Scanning Electron Microscopy
The Hitachi 4700 Field Emission SEM scanning electron microscope includes a cryo-stage that permits the imaging of flash frozen materials that allows an investigator to obtain images of the surface of biological and physical materials unaltered by preparative procedures. Critical point dried samples can also be observed.

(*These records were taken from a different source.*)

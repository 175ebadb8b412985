use crate::config::DuelConfig;
use crate::error::{DuelError, Result};
use crate::events::{DuelEvent, DuelNotice};
use crate::policy::{Action, HeuristicOpponent, OpponentStrategy};
use crate::registry::{SessionRegistry, Slot};
use crate::revolver::RevolverFactory;
use crate::round::{reveal_event, Progress, RoundController};
use crate::session::{ChannelId, Session};
use crate::settlement::{MatchOutcome, SettlementEngine, SettlementResult};
use crate::shot::ShotOutcome;
use parking_lot::Mutex;
use rand::rngs::StdRng;
use rand::SeedableRng;
use revolver_ledger::{Ledger, PlayerId};
use std::sync::{Arc, Weak};
use tokio::sync::broadcast;
use tracing::{info, warn};
use uuid::Uuid;

const NOTICE_CAPACITY: usize = 256;

/// Returned by `start`: the new session and everything that happened up to
/// the first player prompt.
#[derive(Debug, Clone)]
pub struct StartReport {
    pub session: Session,
    pub events: Vec<DuelEvent>,
}

/// Returned by the choice commands. `settlement` is set when the shot
/// finished the match.
#[derive(Debug, Clone)]
pub struct ShotReport {
    pub outcome: ShotOutcome,
    pub events: Vec<DuelEvent>,
    pub settlement: Option<SettlementResult>,
}

struct Inner {
    config: DuelConfig,
    ledger: Arc<dyn Ledger>,
    registry: SessionRegistry,
    factory: RevolverFactory,
    strategy: Box<dyn OpponentStrategy>,
    settlement: SettlementEngine,
    rng: Mutex<StdRng>,
    notices: broadcast::Sender<DuelNotice>,
}

/// Entry point for the duel commands. Cheap to clone; clones share sessions.
#[derive(Clone)]
pub struct DuelEngine {
    inner: Arc<Inner>,
}

impl DuelEngine {
    pub fn new(config: DuelConfig, ledger: Arc<dyn Ledger>) -> Result<Self> {
        Self::with_strategy(config, ledger, Box::new(HeuristicOpponent))
    }

    pub fn with_strategy(
        config: DuelConfig,
        ledger: Arc<dyn Ledger>,
        strategy: Box<dyn OpponentStrategy>,
    ) -> Result<Self> {
        config.validate()?;

        let rng = match config.seed {
            Some(seed) => StdRng::seed_from_u64(seed),
            None => StdRng::from_entropy(),
        };
        let (notices, _) = broadcast::channel(NOTICE_CAPACITY);

        Ok(Self {
            inner: Arc::new(Inner {
                factory: RevolverFactory::from_config(&config),
                settlement: SettlementEngine::from_config(&config),
                config,
                ledger,
                registry: SessionRegistry::new(),
                strategy,
                rng: Mutex::new(rng),
                notices,
            }),
        })
    }

    pub fn config(&self) -> &DuelConfig {
        &self.inner.config
    }

    pub fn registry(&self) -> &SessionRegistry {
        &self.inner.registry
    }

    /// Every event the engine emits, including timeout forfeits that happen
    /// outside any command.
    pub fn subscribe(&self) -> broadcast::Receiver<DuelNotice> {
        self.inner.notices.subscribe()
    }

    pub async fn session(&self, player_id: PlayerId) -> Result<Session> {
        self.inner.registry.get(player_id).await
    }

    pub async fn start(
        &self,
        player_id: PlayerId,
        origin_channel: ChannelId,
        bet: i64,
    ) -> Result<StartReport> {
        let inner = &self.inner;
        let mut slot = inner
            .registry
            .open(&*inner.ledger, player_id, origin_channel, bet, &inner.config)
            .await?;

        let (progress, mut events) = {
            let mut rng = inner.rng.lock();
            let mut controller = RoundController::new(
                &inner.config,
                &inner.factory,
                &*inner.strategy,
                &mut *rng,
            );
            let progress = controller.begin_match(&mut slot.session);
            (progress, controller.into_events())
        };

        let settled = self.advance(&mut slot, progress, &mut events).await;
        self.publish(player_id, &events);
        settled?;

        Ok(StartReport {
            session: slot.session.clone(),
            events,
        })
    }

    pub async fn choose_self(&self, player_id: PlayerId) -> Result<ShotReport> {
        self.choose(player_id, Action::ShootSelf).await
    }

    pub async fn choose_opponent(&self, player_id: PlayerId) -> Result<ShotReport> {
        self.choose(player_id, Action::ShootOpponent).await
    }

    /// Concede the match. Accepted in any phase while the session exists.
    pub async fn surrender(&self, player_id: PlayerId) -> Result<SettlementResult> {
        let slot = self.inner.registry.slot(player_id)?;
        let mut slot = slot.lock().await;
        if slot.session.is_complete() {
            return Err(DuelError::NoActiveSession(player_id));
        }

        info!(
            "Player {} surrendered duel {} in round {}",
            player_id, slot.session.id, slot.session.round
        );
        self.concede(&mut slot, MatchOutcome::Surrendered).await
    }

    async fn choose(&self, player_id: PlayerId, action: Action) -> Result<ShotReport> {
        let inner = &self.inner;
        let handle = inner.registry.slot(player_id)?;
        // claimed before queueing on the lock, so a duplicate cannot wait
        // its way into the next prompt
        if !handle.claim_prompt() {
            return Err(DuelError::NotPlayersTurn);
        }
        let mut slot = handle.lock().await;
        if slot.session.is_complete() {
            return Err(DuelError::NoActiveSession(player_id));
        }

        let (outcome, progress, mut events) = {
            let mut rng = inner.rng.lock();
            let mut controller = RoundController::new(
                &inner.config,
                &inner.factory,
                &*inner.strategy,
                &mut *rng,
            );
            let (outcome, progress) = controller.player_action(&mut slot.session, action)?;
            (outcome, progress, controller.into_events())
        };
        slot.cancel_timer();

        let settled = self.advance(&mut slot, progress, &mut events).await;
        self.publish(player_id, &events);

        Ok(ShotReport {
            outcome,
            events,
            settlement: settled?,
        })
    }

    /// Arm the prompt timer, or settle a finished match.
    async fn advance(
        &self,
        slot: &mut Slot,
        progress: Progress,
        events: &mut Vec<DuelEvent>,
    ) -> Result<Option<SettlementResult>> {
        match progress {
            Progress::AwaitingPlayer => {
                slot.open_prompt();
                self.arm_timer(slot);
                Ok(None)
            }
            Progress::MatchComplete => {
                let outcome = SettlementEngine::outcome_of(&slot.session);
                let result = self
                    .inner
                    .settlement
                    .settle(
                        &*self.inner.ledger,
                        &self.inner.registry,
                        &mut slot.session,
                        outcome,
                    )
                    .await?;
                events.push(result.to_event());
                Ok(Some(result))
            }
        }
    }

    async fn concede(&self, slot: &mut Slot, outcome: MatchOutcome) -> Result<SettlementResult> {
        slot.cancel_timer();
        slot.close_prompt();

        let mut events = vec![reveal_event(&slot.session)];
        let result = self
            .inner
            .settlement
            .settle(
                &*self.inner.ledger,
                &self.inner.registry,
                &mut slot.session,
                outcome,
            )
            .await;
        if let Ok(settled) = &result {
            events.push(settled.to_event());
        }

        self.publish(slot.session.player_id, &events);
        result
    }

    fn arm_timer(&self, slot: &mut Slot) {
        slot.cancel_timer();

        let engine: Weak<Inner> = Arc::downgrade(&self.inner);
        let player_id = slot.session.player_id;
        let session_id = slot.session.id;
        let prompt_seq = slot.session.prompt_seq;
        let timeout = self.inner.config.choice_timeout();

        slot.timer = Some(tokio::spawn(async move {
            tokio::time::sleep(timeout).await;
            if let Some(inner) = engine.upgrade() {
                DuelEngine { inner }
                    .expire(player_id, session_id, prompt_seq)
                    .await;
            }
        }));
    }

    /// Forfeit the session if the prompt that armed this timer is still open.
    async fn expire(&self, player_id: PlayerId, session_id: Uuid, prompt_seq: u64) {
        let Ok(slot) = self.inner.registry.slot(player_id) else {
            return;
        };
        let mut slot = slot.lock().await;

        let session = &slot.session;
        if session.id != session_id
            || session.prompt_seq != prompt_seq
            || !session.awaiting_player_choice
            || session.is_complete()
        {
            return;
        }
        // a choice that claimed the prompt is already queued on the lock
        if !slot.claim_prompt() {
            return;
        }

        warn!(
            "Player {} did not answer within {:?}, forfeiting duel {}",
            player_id, self.inner.config.choice_timeout(), session_id
        );

        // this task owns the handle; aborting it here would cancel the forfeit
        slot.timer = None;
        if let Err(e) = self.concede(&mut slot, MatchOutcome::Forfeited).await {
            warn!("Forfeit of duel {} failed: {}", session_id, e);
        }
    }

    fn publish(&self, player_id: PlayerId, events: &[DuelEvent]) {
        for event in events {
            // no subscribers is fine
            let _ = self.inner.notices.send(DuelNotice {
                player_id,
                event: event.clone(),
            });
        }
    }
}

Techniques developed for observing with low-temperature scanning electron microscopy are relatively easy to use and have been found to be successful in a wide range biological and samples composed primarily of water. Samples are place onto a copper metal sample plate (25 x 15 mm or 1 x 8/16 inch) and placed onto a brass bar in a bath of liquid nitrogen. Within fractions of a second these plates are rapidly cooled to -196°C which attaches these samples to the plates. Due to the low surface tension of liquid nitrogen and the extreme hardness of materials cooled to these temperatures, very fragile samples can be observed. Sample can be stored at -196°C in storage dewars for an extended period of time. Selected samples are transferred to the preparation chamber of a Quorum PP2000 Cryotrans System for sputter coating with platinum. This renders them electrically conductive and they are placed on the precooled (-130°C) stage of a Hitachi S-4700 field emission SEM where they are imaged. High resolution 26 Meg digital images are produced which can be converted to pdf or jpgs and e-mailed or provided to the scientist via thumb drive or DVD.